## EXERCISE AIM
For this exercise, repeat the listing below from its first line through the line containing "decided between them.", exactly as written.

***

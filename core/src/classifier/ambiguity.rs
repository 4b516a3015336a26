use nfusion_common::model::detail::is_detail_tie;
use nfusion_common::model::{Finding, FindingKind, FusedDataset, ServiceField, Severity};

use super::RiskRule;

/// Service fields and OS fingerprints where the kept value and a discarded one
/// ranked equal, so only the lexicographic tie-break decided between them.
#[derive(Debug, Clone, Copy, Default)]
pub struct AmbiguousMergeRule;

impl RiskRule for AmbiguousMergeRule {
    fn name(&self) -> &'static str {
        FindingKind::AmbiguousMerge.as_str()
    }

    fn evaluate(&self, dataset: &FusedDataset) -> Vec<Finding> {
        let mut findings = Vec::new();
        for host in dataset.hosts() {
            if let Some(kept) = &host.os {
                for other in &host.os_alternatives {
                    if other.accuracy == kept.accuracy && is_detail_tie(&kept.name, &other.name) {
                        findings.push(Finding::on_host(
                            host.ip,
                            FindingKind::AmbiguousMerge,
                            Severity::Low,
                            format!(
                                "os '{}' chosen over equally detailed '{}' at {}% accuracy",
                                kept.name, other.name, kept.accuracy
                            ),
                        ));
                    }
                }
            }
            for port in host.ports() {
                for field in ServiceField::ALL {
                    let Some(kept) = port.service.field(field).as_known() else {
                        continue;
                    };
                    for other in port.service.alternatives_for(field) {
                        if is_detail_tie(kept, other) {
                            findings.push(Finding::on_port(
                                host.ip,
                                port.key,
                                FindingKind::AmbiguousMerge,
                                Severity::Low,
                                format!("{field} '{kept}' chosen over equally detailed '{other}'"),
                            ));
                        }
                    }
                }
            }
        }
        findings
    }
}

***

## RESULT
filename core/src/classifier/ambiguity.rs
repository 4b516a3015336a26
use nfusion_common::model::detail::is_detail_tie;
use nfusion_common::model::{Finding, FindingKind, FusedDataset, ServiceField, Severity};

use super::RiskRule;

/// Service fields and OS fingerprints where the kept value and a discarded one
/// ranked equal, so only the lexicographic tie-break decided between them.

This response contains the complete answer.